Itulah ciri Ahi Sunnah wal Jamaah sebagai “Al-Firqah An-Najiyah”, mereka senantiasa berjalan di atas manhaj ini, saling loyalitas (mencintai dan menolong), saling bersatu, menyayangi, dan menghargai satu sama lain, karena mereka laksana satu tubuh, satu bangunan, dan satu umat, saling memiliki sifat girah (kecemburuan) dan menghormati satu sama lain.

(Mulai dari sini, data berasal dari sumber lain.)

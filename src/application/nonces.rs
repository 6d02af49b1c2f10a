use std::{sync::Arc, time::Duration};

use async_trait::async_trait;
use dashmap::DashMap;
use sha2::{Digest, Sha256};
use time::OffsetDateTime;
use uuid::Uuid;

use crate::purge::TokenVerifier;

/// Single-use purge tokens bound to the operator they were issued to.
///
/// Tokens are stored by digest only. Presenting a token removes it whether
/// or not the check succeeds.
#[derive(Clone)]
pub struct NonceLedger {
    entries: Arc<DashMap<String, NonceEntry>>,
    ttl: time::Duration,
}

#[derive(Debug, Clone)]
struct NonceEntry {
    caller: String,
    expires_at: OffsetDateTime,
}

#[derive(Debug, Clone)]
pub struct IssuedNonce {
    pub token: String,
    pub expires_at: OffsetDateTime,
}

impl NonceLedger {
    pub fn new(ttl: Duration) -> Self {
        Self {
            entries: Arc::new(DashMap::new()),
            ttl: time::Duration::try_from(ttl).unwrap_or(time::Duration::MAX),
        }
    }

    pub fn issue(&self, caller: &str) -> IssuedNonce {
        self.issue_at(caller, OffsetDateTime::now_utc())
    }

    pub fn issue_at(&self, caller: &str, now: OffsetDateTime) -> IssuedNonce {
        let token = format!("{}{}", Uuid::new_v4().simple(), Uuid::new_v4().simple());
        let expires_at = now.saturating_add(self.ttl);
        self.entries.insert(
            digest(&token),
            NonceEntry {
                caller: caller.to_string(),
                expires_at,
            },
        );
        IssuedNonce { token, expires_at }
    }

    pub fn consume_at(&self, caller: &str, token: &str, now: OffsetDateTime) -> bool {
        match self.entries.remove(&digest(token)) {
            Some((_digest, entry)) => entry.caller == caller && now < entry.expires_at,
            None => false,
        }
    }

    /// Drop every token that expired at or before `now`. Returns how many were removed.
    pub fn purge_expired(&self, now: OffsetDateTime) -> usize {
        let before = self.entries.len();
        self.entries.retain(|_, entry| entry.expires_at > now);
        before.saturating_sub(self.entries.len())
    }

    pub fn len(&self) -> usize {
        self.entries.len()
    }

    pub fn is_empty(&self) -> bool {
        self.entries.is_empty()
    }
}

#[async_trait]
impl TokenVerifier for NonceLedger {
    async fn consume(&self, caller: &str, token: &str) -> bool {
        self.consume_at(caller, token, OffsetDateTime::now_utc())
    }
}

fn digest(token: &str) -> String {
    let mut hasher = Sha256::new();
    hasher.update(token.as_bytes());
    hex::encode(hasher.finalize())
}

Perkara-perkara inilah yang merupakan ciri utama Ahli Sunnah wal Jamaah.
[1]. HR.Imam Bukhari dalam Shahih-nya (1/9) dari hadis Anas bin Malik -radhiyallahu’anhu-
Karya Syekh Shalih Al-Fauzan
(“Zhahirah At-Tabdi’ wa At-Tafsiq wa At-Takfir wa Dhawabituha”)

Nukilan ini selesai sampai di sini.